Commentary

Trends in Commercial Mortgage Servicing: As Staffing Challenges Appear to Subside, Portfolio Management Remains Intense Amid Market Condition Headwinds

CMBS

Summary

The commercial mortgage servicing industry, like most sectors of the U.S. labor force, experienced employee retention and hiring difficulties in varying degrees of severity over the course of the Coronavirus Disease (COVID-19) pandemic. While servicers’ staff turnover and hiring challenges were especially acute over 2020–21, and generally remained at elevated levels for 2022, the situation may be easing according to second-half 2022 data from master servicers of commercial mortgage-backed securities (CMBS) transactions. As servicers contended with higher turnover, they aggressively accelerated their hiring efforts. Accordingly, many employee departures involved people who were ultimately hired by other servicers or special servicers. Additionally, some departures were people transferring internally to other business lines within the company or to an affiliate, which may be viewed as a softer form of turnover.

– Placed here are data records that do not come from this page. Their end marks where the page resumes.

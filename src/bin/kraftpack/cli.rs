//! CLI definitions using clap.

use std::path::PathBuf;

use clap::{Args, Parser, Subcommand};

use kraftpack::core::{ComponentType, MergeStrategy, TargetConstraints};
use kraftpack::util::shell::ColorChoice;

/// kraftpack - resolve, fetch, build and package unikernels
#[derive(Parser)]
#[command(name = "kraftpack")]
#[command(author, version, about, long_about = None)]
pub struct Cli {
    /// Enable verbose output
    #[arg(short, long, global = true)]
    pub verbose: bool,

    /// Only print errors
    #[arg(short, long, global = true, conflicts_with = "verbose")]
    pub quiet: bool,

    /// Coloring: auto, always, never
    #[arg(long, global = true, default_value = "auto")]
    pub color: ColorChoice,

    #[command(subcommand)]
    pub command: Commands,
}

#[derive(Subcommand)]
pub enum Commands {
    /// Fetch the project's components and build its unikernels
    Build(BuildArgs),

    /// Package built unikernels, a runtime or a prebuilt kernel
    Pkg(PkgArgs),

    /// Fetch a project's components, or a single package
    Pull(PullArgs),

    /// Build an initramfs from a directory, Dockerfile or archive
    Rootfs(RootfsArgs),

    /// Manage catalog sources
    Source(SourceArgs),

    /// Refresh the package catalog
    Update(UpdateArgs),

    /// Generate shell completions
    Completions(CompletionsArgs),
}

/// Which of the project's targets to act on.
#[derive(Args)]
pub struct TargetArgs {
    /// Architecture to select (e.g. x86_64, arm64)
    #[arg(short = 'm', long = "arch", default_value = "")]
    pub arch: String,

    /// Platform to select (e.g. qemu, fc, xen)
    #[arg(short, long = "plat", default_value = "")]
    pub plat: String,

    /// Target name; not combinable with --arch or --plat
    #[arg(short, long, default_value = "")]
    pub target: String,
}

impl TargetArgs {
    pub fn constraints(&self) -> TargetConstraints {
        TargetConstraints::new(&self.arch, &self.plat, &self.target)
    }
}

#[derive(Args)]
pub struct BuildArgs {
    /// Project directory
    #[arg(default_value = ".")]
    pub dir: PathBuf,

    #[command(flatten)]
    pub targets: TargetArgs,

    /// Number of make jobs
    #[arg(short, long)]
    pub jobs: Option<usize>,

    /// Use every CPU for make
    #[arg(long)]
    pub fast: bool,

    /// Search and fetch one component at a time
    #[arg(long)]
    pub no_parallel: bool,

    /// Re-fetch components that are already present
    #[arg(long)]
    pub force_pull: bool,

    /// Ignore previously downloaded archives
    #[arg(long)]
    pub no_cache: bool,

    /// Do not refresh the catalog before resolving
    #[arg(long)]
    pub no_update: bool,

    /// Never ask; ambiguity becomes an error
    #[arg(long)]
    pub no_prompt: bool,

    /// Root filesystem overriding the project's
    #[arg(long)]
    pub rootfs: Option<String>,

    /// Environment variable to compile in (KEY=VALUE, or KEY to read it)
    #[arg(short, long)]
    pub env: Vec<String>,

    /// Write the make output to this file
    #[arg(long)]
    pub save_build_log: Option<PathBuf>,

    /// Print the build artifacts as JSON on stdout
    #[arg(long)]
    pub output_json: bool,
}

#[derive(Args)]
pub struct PkgArgs {
    /// Project directory
    #[arg(default_value = ".")]
    pub dir: PathBuf,

    /// Package name
    #[arg(short, long, default_value = "")]
    pub name: String,

    /// Package format
    #[arg(short = 'M', long, default_value = "archive")]
    pub format: String,

    #[command(flatten)]
    pub targets: TargetArgs,

    /// Prebuilt kernel to package when there is no project
    #[arg(short, long)]
    pub kernel: Option<PathBuf>,

    /// Root filesystem overriding the project's
    #[arg(long)]
    pub rootfs: Option<String>,

    /// Gzip the initramfs
    #[arg(long)]
    pub compress: bool,

    /// Arguments passed to the application
    #[arg(short, long, num_args = 1.., allow_hyphen_values = true)]
    pub args: Vec<String>,

    /// Environment variable (KEY=VALUE, or KEY to read it)
    #[arg(short, long)]
    pub env: Vec<String>,

    /// Label attached to the package (key=value)
    #[arg(short, long)]
    pub label: Vec<String>,

    /// What to do when the package already exists
    #[arg(short, long, default_value = "overwrite")]
    pub strategy: MergeStrategy,

    /// Push the packages after packing
    #[arg(long)]
    pub push: bool,

    /// Never ask; ambiguity becomes an error
    #[arg(long)]
    pub no_prompt: bool,

    /// Do not embed the kernel configuration
    #[arg(long)]
    pub no_kconfig: bool,

    /// Runtime to package with, as name[:version]
    #[arg(short, long)]
    pub runtime: Option<String>,

    /// Write the package here instead of the package store
    #[arg(short, long)]
    pub output: Option<PathBuf>,
}

#[derive(Args)]
pub struct PullArgs {
    /// Project directory or package, as name[:version]
    #[arg(default_value = ".")]
    pub subject: String,

    /// Architecture (defaults to the host's)
    #[arg(short = 'm', long, default_value = "")]
    pub arch: String,

    /// Platform (defaults to the host's)
    #[arg(short, long, default_value = "")]
    pub plat: String,

    /// Only consider packages of this type
    #[arg(long = "type")]
    pub kind: Option<ComponentType>,

    /// Re-fetch packages that are already present
    #[arg(long)]
    pub force_pull: bool,

    /// Ignore previously downloaded archives
    #[arg(long)]
    pub no_cache: bool,

    /// Do not default architecture and platform to the host's
    #[arg(long)]
    pub all: bool,

    /// Never ask; ambiguity becomes an error
    #[arg(long)]
    pub no_prompt: bool,
}

#[derive(Args)]
pub struct RootfsArgs {
    /// Directory, Dockerfile, cpio or tar archive
    pub spec: String,

    /// Architecture to build for (defaults to the host's)
    #[arg(short = 'm', long)]
    pub arch: Option<String>,

    /// Gzip the initramfs
    #[arg(long)]
    pub compress: bool,

    /// Where to write the initramfs
    #[arg(short, long)]
    pub output: Option<PathBuf>,
}

#[derive(Args)]
pub struct SourceArgs {
    #[command(subcommand)]
    pub command: SourceCommands,
}

#[derive(Subcommand)]
pub enum SourceCommands {
    /// Add a catalog index
    Add {
        /// Index URL or path
        uri: String,
    },

    /// Remove a catalog index
    Remove {
        /// Index URL or path
        uri: String,
    },

    /// List catalog indexes
    List,
}

#[derive(Args)]
pub struct UpdateArgs {
    /// Only update the catalog of this format
    #[arg(short = 'M', long)]
    pub format: Option<String>,
}

#[derive(Args)]
pub struct CompletionsArgs {
    /// Shell to generate completions for
    pub shell: clap_complete::Shell,
}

Over 2021, servicers benefited from a strong loan production environment feeding CMBS and government-sponsored enterprise (GSE) securitization activity. As a result, servicers by and large focused on filling vacated positions, and some also expanded their workforces. While servicers gained business generally from newly originated loans and fresh capital markets transactions, some added servicing volume from portfolio acquisitions and transfers as well. Aside from addressing new business, and responding to the surge of borrowers’ relief requests in the early months of the pandemic, most servicers also sought to fortify their ranks to address heightened work demands within their existing portfolios. Although loan production and CMBS issuance activity were down sharply in 2022, master servicers’ combined portfolio volume by unpaid principal balances (UPB) still grew, but at a lower rate than in 2021. Perhaps in part related to the dominance of single asset single borrower (SASB) transactions, master servicers’ loan boarding volume by count has declined in each consecutive year since 2019. Additionally, some servicers noted that their small-balance loan portfolios shrank. The net result is that master servicers now service fewer loans compared with the years leading up to the pandemic and that average loan size has increased year over year.

While securitization activity continues to be sluggish and pacing far behind 2022 issuance levels, investors’ service-level expectations from servicers have not diminished. Technology enhancements have certainly bolstered servicers’ abilities to manage their workflows and process data with greater efficiency and accuracy. However, servicers continue to contend with deal structure complexities, steady volumes of consent requests, the need for heightened asset surveillance, especially in the current rising interest rate environment, and the extensive, and seemingly always increasing, loan-level compliance tracking and investor reporting requirements.

DBRS Morningstar assessed the composite portfolio profile and activity of commercial mortgage servicers, especially in the CMBS sector, by analyzing the semiannual data it received from the four largest servicers, according to the Mortgage Bankers Association’s 2021 Year-End Survey of Commercial/Multifamily Mortgage Servicing Volumes: Wells Fargo Bank N.A., PNC Real Estate/Midland Loan Services, KeyBank N.A., and Berkadia Commercial Mortgage LLC. As the master servicers for most CMBS and GSE-sponsored transactions, and overseeing diverse portfolios covering a wide range of other investor types, these companies collectively serviced nearly 100,000 loans having an aggregate unpaid principal balance of more than $2 trillion as of YE2022. Accordingly, they serve as an excellent representation of not only the CMBS and GSE servicing sectors but also the entire commercial mortgage servicing industry. To examine selected areas of special servicing, DBRS Morningstar aggregated semiannual data received from its ranked special servicers.